A proposta, elaborada pelo ministro da Economia, Paulo Guedes, visa beneficiar cerca de 30 milhões de brasileiros, que atualmente pagam imposto de renda sobre salários de até R$ 1.903,98. Com a ampliação da isenção, mais pessoas deixariam de pagar o imposto, o que resultaria em uma queda na arrecadação de cerca de R$ 30 bilhões para o governo.
Para equilibrar essa perda, a equipe econômica propõe o aumento da tributação sobre as empresas, com a criação de um imposto sobre dividendos e a alteração na alíquota do imposto de renda das pessoas jurídicas. Entretanto, essa medida tem enfrentado resistência no Congresso, com diversas propostas de alteração apresentadas pelos parlamentares.
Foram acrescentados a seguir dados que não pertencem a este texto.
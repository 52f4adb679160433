use crate::error::Result;
use gix::object::tree::diff::ChangeDetached;
use gix::{ObjectId, Repository};
use similar::{ChangeTag, TextDiff};
use tracing::debug;

/// Bytes inspected when sniffing for binary content.
const BINARY_SNIFF_LEN: usize = 8192;

#[derive(Debug, Clone, Copy, Default, PartialEq, Eq)]
pub struct LineStats {
    pub added: u32,
    pub removed: u32,
}

impl LineStats {
    fn add(&mut self, (added, removed): (u32, u32)) {
        self.added += added;
        self.removed += removed;
    }
}

/// Lines added and removed by `commit` relative to `parent`, or to the
/// empty tree for a root commit.
pub(crate) fn line_stats(
    repo: &Repository,
    commit: &gix::Commit<'_>,
    parent: Option<ObjectId>,
) -> Result<LineStats> {
    let commit_tree = commit.tree()?;

    let changes: Vec<ChangeDetached> = match parent {
        Some(parent_id) => {
            let parent_tree = repo.find_commit(parent_id)?.tree()?;
            repo.diff_tree_to_tree(Some(&parent_tree), Some(&commit_tree), None)?
        }
        None => repo.diff_tree_to_tree(None, Some(&commit_tree), None)?,
    };

    let mut stats = LineStats::default();
    for change in changes {
        stats.add(change_lines(repo, change));
    }
    Ok(stats)
}

fn change_lines(repo: &Repository, change: ChangeDetached) -> (u32, u32) {
    match change {
        ChangeDetached::Addition { id, .. } => match find_blob(repo, id) {
            Some(obj) if !is_binary(&obj.data) => (count_lines(&obj.data), 0),
            _ => (0, 0),
        },
        ChangeDetached::Deletion { id, .. } => match find_blob(repo, id) {
            Some(obj) if !is_binary(&obj.data) => (0, count_lines(&obj.data)),
            _ => (0, 0),
        },
        ChangeDetached::Modification { previous_id, id, .. } => blob_delta(repo, previous_id, id),
        ChangeDetached::Rewrite {
            source_id, id, copy, ..
        } => {
            let (added, removed) = blob_delta(repo, source_id, id);
            // a copy leaves its source in place
            if copy {
                (added, 0)
            } else {
                (added, removed)
            }
        }
    }
}

/// Blobs absent from the object store (partial clones) count as empty.
fn find_blob(repo: &Repository, id: ObjectId) -> Option<gix::Object<'_>> {
    match repo.find_object(id) {
        Ok(obj) => Some(obj),
        Err(e) => {
            debug!("Skipping line count for blob {id}: {e}");
            None
        }
    }
}

fn blob_delta(repo: &Repository, old_id: ObjectId, new_id: ObjectId) -> (u32, u32) {
    match (find_blob(repo, old_id), find_blob(repo, new_id)) {
        (Some(old), Some(new)) if !is_binary(&old.data) && !is_binary(&new.data) => {
            line_delta(&String::from_utf8_lossy(&old.data), &String::from_utf8_lossy(&new.data))
        }
        _ => (0, 0),
    }
}

pub(crate) fn is_binary(data: &[u8]) -> bool {
    data.iter().take(BINARY_SNIFF_LEN).any(|&b| b == 0)
}

fn count_lines(data: &[u8]) -> u32 {
    String::from_utf8_lossy(data).lines().count() as u32
}

/// `(added, removed)` line counts between two texts.
pub(crate) fn line_delta(old: &str, new: &str) -> (u32, u32) {
    let diff = TextDiff::from_lines(old, new);
    let mut added = 0u32;
    let mut removed = 0u32;
    for change in diff.iter_all_changes() {
        match change.tag() {
            ChangeTag::Insert => added += 1,
            ChangeTag::Delete => removed += 1,
            ChangeTag::Equal => {}
        }
    }
    (added, removed)
}

#[cfg(test)]
mod tests {
    use super::*;

    #[test]
    fn line_delta_counts_inserts_and_deletes() {
        assert_eq!(line_delta("a\nb\nc\n", "a\nb\nc\n"), (0, 0));
        assert_eq!(line_delta("a\nb\n", "a\nb\nc\n"), (1, 0));
        assert_eq!(line_delta("a\nb\nc\n", "a\nc\n"), (0, 1));
        assert_eq!(line_delta("a\nb\nc\n", "a\nB\nc\n"), (1, 1));
        assert_eq!(line_delta("", "x\ny\n"), (2, 0));
    }

    #[test]
    fn binary_detection_looks_for_nul() {
        assert!(is_binary(b"PNG\0\x01\x02"));
        assert!(!is_binary(b"fn main() {}\n"));
        assert!(!is_binary(b""));
    }

    #[test]
    fn missing_blobs_count_no_lines() {
        let dir = tempfile::tempdir().unwrap();
        let repo = gix::init_bare(dir.path()).unwrap();
        let missing = ObjectId::from_hex(b"1111111111111111111111111111111111111111").unwrap();

        assert!(find_blob(&repo, missing).is_none());
        assert_eq!(blob_delta(&repo, missing, missing), (0, 0));
    }

    #[test]
    fn count_lines_ignores_trailing_newline() {
        assert_eq!(count_lines(b"one\ntwo\n"), 2);
        assert_eq!(count_lines(b"one\ntwo"), 2);
        assert_eq!(count_lines(b""), 0);
    }
}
Entre as principais mudanças na proposta original, está a manutenção do imposto mínimo de 10% sobre as altas rendas e sobre os dividendos. O presidente da Câmara dos Deputados, Arthur Lira, defende que essa tributação é necessária para garantir o equilíbrio fiscal e não sobrecarregar as empresas.
Além disso, as discussões também abrangem as faixas de tributação do IR. Atualmente, a tabela do imposto de renda possui cinco faixas, com alíquotas de 7,5%, 15%, 22,5%, 27,5% e 35%. A proposta prevê a redução para quatro faixas, com alíquotas de 7,5%, 15%, 20% e 27,5%. Entretanto, há propostas para manter a tabela com cinco faixas e também de aumentar a alíquota máxima para 35%.
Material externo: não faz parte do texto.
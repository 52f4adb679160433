pub mod cli;
pub mod config;
pub mod contrib;
pub mod error;
pub mod git;
pub mod logging;
pub mod model;
pub mod render;
pub mod util;
pub mod window;
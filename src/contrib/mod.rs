pub mod aggregate;
pub mod collect;
pub mod streak;

pub use aggregate::{aggregate, Aggregator};
pub use collect::{collect_report, ReportRequest};
pub use streak::{compute_streaks, Streaks};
Outro ponto de discussão é a retenção de 20% sobre os dividendos distribuídos pelas empresas aos acionistas. A proposta inicial prevê que esse valor seria retido na fonte e repassado ao governo, mas há sugestões de alterar essa porcentagem ou até mesmo não implantar essa medida, alegando que ela pode prejudicar os investimentos no país.
Diante de tantas divergências, o governo e o Congresso precisam encontrar um equilíbrio para garantir a ampliação da isenção do IR sem prejudicar o país economicamente. A reforma é necessária para tornar o sistema tributário mais justo e simplificado, mas é preciso garantir que ela seja sustentável e não gere mais desigualdade no país.
A ampliação da isenção do IR é uma medida importante para aliviar a carga tributária sobre os trabalhadores com salários mais baixos, que são os que mais sofrem com os impostos. Além disso, a proposta também inclui a correção da tabela do imposto de renda pela inflação, o que beneficiaria todos os trabalhadores.
No entanto, é preciso tomar cuidado para que a reforma não se torne mais uma fonte de desigualdade. As mudanças na tributação das empresas e dos dividendos precisam ser justas e equilibradas, para não prejudicar os investimentos e a geração de empregos no país.
Outro ponto importante é garantir que a reforma seja transparente e democrática. O debate sobre as mudanças no IR precisa incluir a participação da sociedade e dos especialistas, para que as decisões sejam tomadas com base em argumentos técnicos e não em interesses políticos.